● **What to work on**
Report every line of the listing below in which the string "dependents" occurs.

● **Records shown**
..............................

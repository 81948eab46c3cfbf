//! Physical stages produced by the planner.
//!
//! A [`Stage`] is a single-rooted piece of the IR with at most one shuffle:
//!
//! ```text
//!   pipe 0: input ─ chain ─┐
//!   pipe 1: input ─ chain ─┼─ [shuffle (+combiner)] ─ post chain ─ root
//!   ...                    ┘
//! ```
//!
//! Pipes are the pre-shuffle half: one per leaf input as seen from the root,
//! each with the element-wise nodes on its path (unions on the path are
//! identities). The post-shuffle half is a linear chain. A [`StageGraph`]
//! holds stages in topological order; a stage only depends on stages with a
//! smaller id.

use crate::graph::Graph;
use crate::node::NodeKind;
use crate::node_id::NodeId;
use crate::types::PType;
use serde::{Deserialize, Serialize};
use std::collections::BTreeSet;
use std::fmt::{Display, Formatter, Result as FormatResult};

#[derive(Clone, Copy, PartialEq, Eq, Hash, PartialOrd, Ord, Debug, Serialize, Deserialize)]
pub struct StageId(usize);

impl StageId {
    #[must_use]
    pub fn new(v: usize) -> Self {
        Self(v)
    }

    #[must_use]
    pub fn index(&self) -> usize {
        self.0
    }
}

impl Display for StageId {
    fn fmt(&self, f: &mut Formatter<'_>) -> FormatResult {
        write!(f, "s{}", self.0)
    }
}

/// Where a pipe reads from.
#[derive(Clone, Debug, PartialEq, Eq)]
pub enum StageInput {
    /// Read a source node directly.
    Source(NodeId),
    /// Read the durable output another stage wrote for `node`.
    Stage {
        stage: StageId,
        node: NodeId,
        location: String,
    },
}

impl StageInput {
    /// The IR node whose output this input delivers.
    #[must_use]
    pub fn node(&self) -> NodeId {
        match self {
            Self::Source(n) | Self::Stage { node: n, .. } => *n,
        }
    }
}

#[derive(Clone, Debug, PartialEq, Eq)]
pub struct Pipe {
    pub input: StageInput,
    /// Nodes applied in order between the input and the shuffle (or root).
    pub chain: Vec<NodeId>,
}

#[derive(Clone, Copy, Debug, PartialEq, Eq)]
pub struct ShufflePoint {
    pub gbk: NodeId,
    /// A `CombineValues` applied on both sides of the shuffle.
    pub combiner: Option<NodeId>,
}

#[derive(Clone, Debug, PartialEq, Eq)]
pub enum StageOutput {
    Target(NodeId),
    Temp {
        location: String,
        /// Requested with `materialize`; kept after the run.
        explicit: bool,
    },
}

#[derive(Clone, Debug)]
pub struct Stage {
    pub id: StageId,
    pub label: String,
    /// Node whose output the stage produces.
    pub root: NodeId,
    pub pipes: Vec<Pipe>,
    pub shuffle: Option<ShufflePoint>,
    pub post: Vec<NodeId>,
    pub outputs: Vec<StageOutput>,
    /// Stages producing this stage's inputs, sorted and deduplicated.
    pub deps: Vec<StageId>,
}

impl Stage {
    #[must_use]
    pub fn is_map_only(&self) -> bool {
        self.shuffle.is_none()
    }

    /// Every IR node computed by this stage (inputs excluded, except a
    /// source the stage itself copies to its targets).
    #[must_use]
    pub fn nodes(&self) -> BTreeSet<NodeId> {
        let mut out: BTreeSet<NodeId> = self
            .pipes
            .iter()
            .flat_map(|p| p.chain.iter().copied())
            .collect();
        if let Some(s) = &self.shuffle {
            out.insert(s.gbk);
            out.extend(s.combiner);
        }
        out.extend(self.post.iter().copied());
        out.insert(self.root);
        out
    }

    /// Temp location of the root's output, if it is consumed by later stages
    /// or explicitly materialized.
    #[must_use]
    pub fn temp_location(&self) -> Option<&str> {
        self.outputs.iter().find_map(|o| match o {
            StageOutput::Temp { location, .. } => Some(location.as_str()),
            StageOutput::Target(_) => None,
        })
    }
}

/// DAG of stages in topological order.
#[derive(Clone, Debug)]
pub struct StageGraph {
    graph: Graph,
    stages: Vec<Stage>,
    materialization_points: BTreeSet<NodeId>,
    induced: BTreeSet<NodeId>,
}

impl StageGraph {
    pub(crate) fn new(
        graph: Graph,
        stages: Vec<Stage>,
        materialization_points: BTreeSet<NodeId>,
        induced: BTreeSet<NodeId>,
    ) -> Self {
        Self {
            graph,
            stages,
            materialization_points,
            induced,
        }
    }

    /// The frozen IR this plan was built from.
    #[must_use]
    pub fn graph(&self) -> &Graph {
        &self.graph
    }

    #[must_use]
    pub fn stages(&self) -> &[Stage] {
        &self.stages
    }

    #[must_use]
    pub fn stage(&self, id: StageId) -> Option<&Stage> {
        self.stages.get(id.0)
    }

    #[must_use]
    pub fn len(&self) -> usize {
        self.stages.len()
    }

    #[must_use]
    pub fn is_empty(&self) -> bool {
        self.stages.is_empty()
    }

    /// Nodes marked by fan-out analysis: shared, explicitly materialized or
    /// targeted. Shared sources are included; they are read in place.
    #[must_use]
    pub fn materialization_points(&self) -> Vec<NodeId> {
        self.materialization_points.iter().copied().collect()
    }

    /// Post-shuffle nodes that had to be persisted because they feed another
    /// shuffle or a union.
    #[must_use]
    pub fn induced_boundaries(&self) -> Vec<NodeId> {
        self.induced.iter().copied().collect()
    }

    #[must_use]
    pub fn shuffle_count(&self) -> usize {
        self.stages.iter().filter(|s| s.shuffle.is_some()).count()
    }

    /// Stage that computes `node`, if any.
    #[must_use]
    pub fn stage_of(&self, node: NodeId) -> Option<StageId> {
        self.stages
            .iter()
            .find(|s| s.nodes().contains(&node))
            .map(|s| s.id)
    }

    /// Location written for an explicit `materialize` node.
    #[must_use]
    pub fn materialized_location(&self, node: NodeId) -> Option<&str> {
        self.stages.iter().find(|s| s.root == node).and_then(|s| {
            s.outputs.iter().find_map(|o| match o {
                StageOutput::Temp {
                    location,
                    explicit: true,
                } => Some(location.as_str()),
                _ => None,
            })
        })
    }

    /// Direct dependents of each stage, indexed by stage id.
    #[must_use]
    pub fn dependents(&self) -> Vec<Vec<StageId>> {
        let mut out = vec![Vec::new(); self.stages.len()];
        for s in &self.stages {
            for d in &s.deps {
                out[d.0].push(s.id);
            }
        }
        out
    }

    /// Longest-path layering: a stage sits one layer after its deepest dependency.
    #[must_use]
    pub fn layers(&self) -> Vec<Vec<StageId>> {
        let mut depth = vec![0usize; self.stages.len()];
        let mut layers: Vec<Vec<StageId>> = Vec::new();
        for s in &self.stages {
            let d = s.deps.iter().map(|d| depth[d.0] + 1).max().unwrap_or(0);
            depth[s.id.0] = d;
            if layers.len() <= d {
                layers.resize_with(d + 1, Vec::new);
            }
            layers[d].push(s.id);
        }
        layers
    }

    fn name_of(&self, id: NodeId) -> String {
        self.graph
            .get(id)
            .map_or_else(|| id.to_string(), |n| n.name.clone())
    }

    fn ptype_of(&self, id: NodeId) -> Option<&PType> {
        self.graph.get(id).map(|n| &n.ptype)
    }

    /// Structured description of the plan; `Display` renders it as a report.
    #[must_use]
    pub fn explain(&self) -> PlanExplanation {
        let stages = self
            .stages
            .iter()
            .map(|s| {
                let inputs = s
                    .pipes
                    .iter()
                    .map(|p| {
                        let chain: Vec<String> = p
                            .chain
                            .iter()
                            .filter(|n| {
                                !matches!(self.graph.get(**n).map(|x| &x.kind), Some(NodeKind::Union))
                            })
                            .map(|n| self.name_of(*n))
                            .collect();
                        let from = match &p.input {
                            StageInput::Source(n) => format!("source {}", self.name_of(*n)),
                            StageInput::Stage { stage, location, .. } => {
                                format!("{stage} @ {location}")
                            }
                        };
                        if chain.is_empty() {
                            from
                        } else {
                            format!("{from} -> {}", chain.join(" -> "))
                        }
                    })
                    .collect();
                let shuffle = s.shuffle.map(|sh| {
                    let key = self
                        .ptype_of(sh.gbk)
                        .and_then(PType::key_type)
                        .map_or_else(String::new, |k| format!(" by {k}"));
                    match sh.combiner {
                        Some(c) => format!(
                            "{}{key} (combiner: {})",
                            self.name_of(sh.gbk),
                            self.name_of(c)
                        ),
                        None => format!("{}{key}", self.name_of(sh.gbk)),
                    }
                });
                let outputs = s
                    .outputs
                    .iter()
                    .map(|o| match o {
                        StageOutput::Target(t) => format!("target {}", self.name_of(*t)),
                        StageOutput::Temp { location, explicit } => {
                            if *explicit {
                                format!("materialized {location}")
                            } else {
                                format!("temp {location}")
                            }
                        }
                    })
                    .collect();
                ExplainStage {
                    id: s.id,
                    label: s.label.clone(),
                    map_only: s.is_map_only(),
                    inputs,
                    shuffle,
                    reduce: s.post.iter().map(|n| self.name_of(*n)).collect(),
                    outputs,
                    deps: s.deps.clone(),
                }
            })
            .collect();
        PlanExplanation {
            stages,
            shuffles: self.shuffle_count(),
            layers: self.layers().len(),
            materialization_points: self.materialization_points.len(),
            induced_boundaries: self.induced.len(),
        }
    }
}

/// One stage as shown by [`StageGraph::explain`].
#[derive(Debug, Clone)]
pub struct ExplainStage {
    pub id: StageId,
    pub label: String,
    pub map_only: bool,
    pub inputs: Vec<String>,
    pub shuffle: Option<String>,
    pub reduce: Vec<String>,
    pub outputs: Vec<String>,
    pub deps: Vec<StageId>,
}

#[derive(Debug, Clone)]
pub struct PlanExplanation {
    pub stages: Vec<ExplainStage>,
    pub shuffles: usize,
    pub layers: usize,
    pub materialization_points: usize,
    pub induced_boundaries: usize,
}

impl Display for PlanExplanation {
    fn fmt(&self, f: &mut Formatter<'_>) -> FormatResult {
        writeln!(
            f,
            "╔═══════════════════════════════════════════════════════════════╗"
        )?;
        writeln!(
            f,
            "║                     PHYSICAL STAGE PLAN                       ║"
        )?;
        writeln!(
            f,
            "╚═══════════════════════════════════════════════════════════════╝"
        )?;
        writeln!(f)?;

        writeln!(
            f,
            "┌─ SUMMARY ────────────────────────────────────────────────────┐"
        )?;
        writeln!(f, "│ Stages:            {:>10}", self.stages.len())?;
        writeln!(f, "│ Shuffles:          {:>10}", self.shuffles)?;
        writeln!(f, "│ Layers:            {:>10}", self.layers)?;
        writeln!(f, "│ Mat. Points:       {:>10}", self.materialization_points)?;
        writeln!(f, "│ Induced Bounds:    {:>10}", self.induced_boundaries)?;
        writeln!(
            f,
            "└──────────────────────────────────────────────────────────────┘"
        )?;
        writeln!(f)?;

        writeln!(
            f,
            "┌─ STAGES ─────────────────────────────────────────────────────┐"
        )?;
        for s in &self.stages {
            writeln!(f, "│")?;
            let kind = if s.map_only { "map-only" } else { "map-reduce" };
            writeln!(f, "│ [{}] {kind}: {}", s.id, s.label)?;
            for i in &s.inputs {
                writeln!(f, "│   in:      {i}")?;
            }
            if let Some(sh) = &s.shuffle {
                writeln!(f, "│   shuffle: {sh}")?;
            }
            if !s.reduce.is_empty() {
                writeln!(f, "│   reduce:  {}", s.reduce.join(" -> "))?;
            }
            for o in &s.outputs {
                writeln!(f, "│   out:     {o}")?;
            }
            if !s.deps.is_empty() {
                let deps: Vec<String> = s.deps.iter().map(ToString::to_string).collect();
                writeln!(f, "│   after:   {}", deps.join(", "))?;
            }
        }
        writeln!(f, "│")?;
        writeln!(
            f,
            "└──────────────────────────────────────────────────────────────┘"
        )
    }
}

..............................

● **Task solution**
    /// Direct dependents of each stage, indexed by stage id.
    pub fn dependents(&self) -> Vec<Vec<StageId>> {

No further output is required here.